Extracted data entries
* * * *

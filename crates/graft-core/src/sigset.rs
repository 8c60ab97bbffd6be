//! Versioned signature sets.
//!
//! Signatures are tied to a specific host binary build and need re-deriving
//! whenever the host updates, so they live in data rather than code: a JSON
//! document carrying the host version it was authored against. Consumers
//! compile in a builtin set and accept a file override.

use serde::{Deserialize, Serialize};
use std::fs;
use std::path::Path;

use crate::error::Result;
use crate::pattern::BytePattern;

#[derive(Debug, Clone, Serialize, Deserialize)]
pub struct SignatureEntry {
    pub name: String,
    pub module: String,
    pub pattern: String,
}

impl SignatureEntry {
    pub fn pattern(&self) -> Result<BytePattern> {
        BytePattern::from_hex(&self.pattern)
    }
}

#[derive(Debug, Clone, Serialize, Deserialize)]
pub struct SignatureSet {
    pub version: String,
    pub entries: Vec<SignatureEntry>,
}

impl SignatureSet {
    pub fn entry(&self, name: &str) -> Option<&SignatureEntry> {
        self.entries
            .iter()
            .find(|entry| entry.name.eq_ignore_ascii_case(name))
    }
}

pub fn load_signatures<P: AsRef<Path>>(path: P) -> Result<SignatureSet> {
    let content = fs::read_to_string(&path)?;
    let set = serde_json::from_str(&content)?;
    Ok(set)
}

pub fn save_signatures<P: AsRef<Path>>(path: P, set: &SignatureSet) -> Result<()> {
    let content = serde_json::to_string_pretty(set)?;
    fs::write(path, content)?;
    Ok(())
}

#[cfg(test)]
mod tests {
    use super::*;

    fn sample() -> SignatureSet {
        SignatureSet {
            version: "2017-05".to_string(),
            entries: vec![SignatureEntry {
                name: "SignalUpdate".to_string(),
                module: "host_dll.dll".to_string(),
                pattern: "55 8B EC 56 8B 75 08 FF 15 ?? ?? ?? ??".to_string(),
            }],
        }
    }

    #[test]
    fn entry_lookup_is_case_insensitive() {
        let set = sample();
        assert!(set.entry("signalupdate").is_some());
        assert!(set.entry("SIGNALUPDATE").is_some());
        assert!(set.entry("other").is_none());
    }

    #[test]
    fn entry_pattern_parses() {
        let set = sample();
        let pattern = set.entry("SignalUpdate").unwrap().pattern().unwrap();
        assert_eq!(pattern.len(), 13);
        assert!(pattern.bytes()[9].wildcard);
    }

    #[test]
    fn json_roundtrip() {
        let dir = tempfile::tempdir().unwrap();
        let path = dir.path().join("signatures.json");

        let set = sample();
        save_signatures(&path, &set).unwrap();
        let loaded = load_signatures(&path).unwrap();

        assert_eq!(loaded.version, set.version);
        assert_eq!(loaded.entries.len(), 1);
        assert_eq!(loaded.entries[0].pattern, set.entries[0].pattern);
    }

    #[test]
    fn load_missing_file_is_io_error() {
        let err = load_signatures("/nonexistent/signatures.json").unwrap_err();
        assert!(matches!(err, crate::Error::Io(_)));
    }
}
//! File-backed tracing for a library with no console of its own.

use std::fs::OpenOptions;
use std::sync::Mutex;

use tracing_subscriber::EnvFilter;

/// Created in the host's working directory, which the launcher pins to
/// the host executable's own directory.
const LOG_FILE: &str = "graft.log";

pub fn init() {
    let Ok(file) = OpenOptions::new().create(true).append(true).open(LOG_FILE) else {
        return;
    };

    let _ = tracing_subscriber::fmt()
        .with_env_filter(EnvFilter::try_from_default_env().unwrap_or_else(|_| EnvFilter::new("info")))
        .with_writer(Mutex::new(file))
        .with_ansi(false)
        .try_init();
}
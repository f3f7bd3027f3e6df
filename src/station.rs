//! The command station façade: owns the packet arena, the transmit queue,
//! the persistent state keeper and the waveform generator, and wires the
//! host command surface to all of them.
//!
//! The engine state is shared between the main context (command ingestion,
//! refresh pump) and the timer interrupt (waveform generation), so it lives
//! behind a [critical_section::Mutex]. Every method takes `&self` and may
//! be called from either context; [CommandStation::on_timer_interrupt] is
//! the interrupt body.
//!
//! ```ignore
//! use dcc_station::{CommandStation, Config, TrackOutput};
//!
//! let (pin_a, pin_b, timer, eeprom) = board_resources();
//! let station = CommandStation::new(
//!     TrackOutput::new(pin_a, pin_b),
//!     timer,
//!     eeprom,
//!     Config::default(),
//! );
//! station.begin();
//! station.handle_text_command("m52r2");
//! loop {
//!     station.service();
//!     // the timer interrupt handler calls station.on_timer_interrupt()
//! }
//! ```

use core::cell::RefCell;

use critical_section::Mutex;

use crate::packet::{Packet, PacketParseError, text_flag};
use crate::queue::{FreeList, PacketArena, PacketQueue, SlotId};
use crate::state::{NonvolatileMemory, StateKeeper};
use crate::waveform::{
    BitClock, PREAMBLE_BITS_DEFAULT, PacketFeed, TrackPins, TxFrame, TxHandle, WaveformGenerator,
};

/// Station configuration.
#[derive(Debug, Clone, Copy, PartialEq, Eq)]
#[cfg_attr(feature = "defmt", derive(defmt::Format))]
pub struct Config {
    /// Preamble bits per frame; values below the S-9.2 minimum of 14 are
    /// clamped up.
    pub preamble_bits: u8,
    /// Base address of the state table in the nonvolatile store.
    pub state_base: u16,
}

impl Config {
    pub fn preamble_bits(mut self, preamble_bits: u8) -> Self {
        self.preamble_bits = preamble_bits;
        self
    }

    pub fn state_base(mut self, state_base: u16) -> Self {
        self.state_base = state_base;
        self
    }
}

impl Default for Config {
    fn default() -> Config {
        Config {
            preamble_bits: PREAMBLE_BITS_DEFAULT,
            state_base: 0,
        }
    }
}

/// Reply to one host command line.
#[derive(Debug, Clone, Copy, PartialEq, Eq)]
#[cfg_attr(feature = "defmt", derive(defmt::Format))]
pub enum Response {
    /// Control command executed.
    Acknowledge,
    /// Packet accepted and scheduled.
    Queued,
    /// Out of packet slots; nothing was changed.
    Error,
    /// Malformed or unrecognized command.
    Unknown,
}

impl Response {
    /// The literal reply line for the serial host link.
    pub const fn as_str(self) -> &'static str {
        match self {
            Response::Acknowledge => "Acknowledge",
            Response::Queued => "Queued",
            Response::Error => "ERROR",
            Response::Unknown => "UNKNOWN",
        }
    }
}

struct Inner<P: TrackPins, C: BitClock, M: NonvolatileMemory> {
    arena: PacketArena,
    queue: PacketQueue,
    free: FreeList,
    keeper: StateKeeper<M>,
    generator: WaveformGenerator<P, C>,
}

/// One complete command-station engine bound to one physical output pair.
/// Independent instances are fully isolated.
pub struct CommandStation<P: TrackPins, C: BitClock, M: NonvolatileMemory> {
    inner: Mutex<RefCell<Inner<P, C, M>>>,
}

impl<P: TrackPins, C: BitClock, M: NonvolatileMemory> CommandStation<P, C, M> {
    pub fn new(pins: P, clock: C, memory: M, config: Config) -> Self {
        let mut arena = PacketArena::new();
        let free = FreeList::over(&mut arena);
        CommandStation {
            inner: Mutex::new(RefCell::new(Inner {
                arena,
                queue: PacketQueue::new(),
                free,
                keeper: StateKeeper::new(memory, config.state_base),
                generator: WaveformGenerator::new(pins, clock, config.preamble_bits),
            })),
        }
    }

    /// Loads the persistent state table and powers the track on.
    pub fn begin(&self) {
        critical_section::with(|cs| {
            let mut inner = self.inner.borrow(cs).borrow_mut();
            inner.keeper.begin();
            inner.power(true);
        })
    }

    /// The cooperative main-loop body: when the queue has drained, inject
    /// the next round of refresh packets from the state keeper.
    pub fn service(&self) {
        critical_section::with(|cs| {
            let mut inner = self.inner.borrow(cs).borrow_mut();
            if !inner.queue.is_empty() {
                return;
            }
            let Inner {
                keeper,
                arena,
                queue,
                free,
                ..
            } = &mut *inner;
            keeper.read_next_state(arena, queue, free);
        })
    }

    pub fn power(&self, on: bool) {
        critical_section::with(|cs| self.inner.borrow(cs).borrow_mut().power(on))
    }

    pub fn is_powered(&self) -> bool {
        critical_section::with(|cs| self.inner.borrow(cs).borrow().generator.is_powered())
    }

    /// Builds a packet in a fresh slot and schedules it: the state keeper
    /// captures it, then it either collapses into queued packets of the
    /// same kind or is appended to the queue. [Response::Error] when the
    /// free list is exhausted.
    pub fn send(&self, build: impl FnOnce(&mut Packet)) -> Response {
        critical_section::with(|cs| {
            self.inner.borrow(cs).borrow_mut().submit(|packet| {
                build(packet);
                Ok(())
            })
        })
    }

    /// Executes one host command line and returns the reply to print.
    ///
    /// `P0`/`P1` switch track power, `RA`/`RQ`/`RS` reset everything, the
    /// queue, or the stored speeds, `H…` schedules a raw hex packet and
    /// `m…`/`M…`/`B…`/`E…` schedule text-form packets.
    pub fn handle_text_command(&self, command: &str) -> Response {
        critical_section::with(|cs| self.inner.borrow(cs).borrow_mut().handle(command))
    }

    pub fn queue_len(&self) -> usize {
        critical_section::with(|cs| {
            let inner = self.inner.borrow(cs).borrow();
            inner.queue.len(&inner.arena)
        })
    }

    /// The timer interrupt body; emits the next waveform half-cell.
    pub fn on_timer_interrupt(&self) {
        critical_section::with(|cs| self.inner.borrow(cs).borrow_mut().tick())
    }
}

impl<P: TrackPins, C: BitClock, M: NonvolatileMemory> Inner<P, C, M> {
    fn tick(&mut self) {
        let Inner {
            generator,
            arena,
            queue,
            free,
            ..
        } = self;
        let mut feed = SchedulerFeed { arena, queue, free };
        generator.on_timer_tick(&mut feed);
    }

    fn power(&mut self, on: bool) {
        if on {
            self.generator.power_on();
        } else {
            let Inner {
                generator,
                arena,
                queue,
                free,
                ..
            } = self;
            let mut feed = SchedulerFeed { arena, queue, free };
            generator.power_off(&mut feed);
        }
    }

    fn handle(&mut self, command: &str) -> Response {
        let bytes = command.as_bytes();
        match bytes.first() {
            Some(b'P') => {
                self.power(bytes.get(1).copied().is_some_and(text_flag));
                Response::Acknowledge
            }
            Some(b'R') => match bytes.get(1) {
                Some(b'A') => {
                    self.reset_all();
                    Response::Acknowledge
                }
                Some(b'Q') => {
                    self.reset_queue();
                    Response::Acknowledge
                }
                Some(b'S') => {
                    self.keeper.reset_speed();
                    Response::Acknowledge
                }
                _ => Response::Unknown,
            },
            Some(b'H') => self.submit(|packet| packet.parse_hex(&command[1..]).map(|_| ())),
            Some(b'm' | b'M' | b'B' | b'E') => {
                self.submit(|packet| packet.parse_text(command).map(|_| ()))
            }
            _ => Response::Unknown,
        }
    }

    fn submit(
        &mut self,
        fill: impl FnOnce(&mut Packet) -> Result<(), PacketParseError>,
    ) -> Response {
        let Some(id) = self.free.take(&mut self.arena) else {
            return Response::Error;
        };
        if fill(self.arena.packet_mut(id)).is_err() {
            self.free.give(&mut self.arena, id);
            return Response::Unknown;
        }
        self.send(id);
        Response::Queued
    }

    /// State capture, then merge-or-enqueue. A successful merge recycles
    /// the new packet's slot; the rewritten entries keep their remaining
    /// repeats.
    fn send(&mut self, id: SlotId) {
        self.keeper.save_state(self.arena.packet(id));
        if self.queue.merge_replace(&mut self.arena, id, false) {
            self.free.give(&mut self.arena, id);
        } else {
            self.queue.push_back(&mut self.arena, id);
        }
    }

    fn reset_queue(&mut self) {
        while let Some(id) = self.queue.pop_front(&mut self.arena) {
            self.free.give(&mut self.arena, id);
        }
    }

    fn reset_all(&mut self) {
        self.power(false);
        self.reset_queue();
        self.keeper.reset_all();
        self.power(true);
    }
}

/// The scheduler side of the generator's frame-boundary callback.
struct SchedulerFeed<'a> {
    arena: &'a mut PacketArena,
    queue: &'a mut PacketQueue,
    free: &'a mut FreeList,
}

impl PacketFeed for SchedulerFeed<'_> {
    fn next_to_send(&mut self, sent: TxHandle) -> TxFrame {
        if let TxHandle::Slot(id) = sent {
            // A repeat count of N means N further transmissions, back to
            // back, before the next packet is pulled.
            let packet = self.arena.packet_mut(id);
            if packet.repeat() > 0 {
                packet.decrement_repeat();
                return TxFrame::of(self.arena.packet(id), sent);
            }
            self.free.give(self.arena, id);
        }
        match self.queue.pop_front(self.arena) {
            Some(id) => TxFrame::of(self.arena.packet(id), TxHandle::Slot(id)),
            None => TxFrame::idle(),
        }
    }

    fn return_back(&mut self, handle: TxHandle) {
        if let TxHandle::Slot(id) = handle {
            self.queue.push_front(self.arena, id);
        }
    }
}

//==================================================================================================
// Tests
//==================================================================================================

* * * *

▶ Exercise requirements:
Using the records above, gather all lines where the string "borrow" is present.

▶ Solution for this problem:
            let mut inner = self.inner.borrow(cs).borrow_mut();
            let mut inner = self.inner.borrow(cs).borrow_mut();
        critical_section::with(|cs| self.inner.borrow(cs).borrow_mut().power(on))
        critical_section::with(|cs| self.inner.borrow(cs).borrow().generator.is_powered())
            self.inner.borrow(cs).borrow_mut().submit(|packet| {
        critical_section::with(|cs| self.inner.borrow(cs).borrow_mut().handle(command))
            let inner = self.inner.borrow(cs).borrow();
        critical_section::with(|cs| self.inner.borrow(cs).borrow_mut().tick())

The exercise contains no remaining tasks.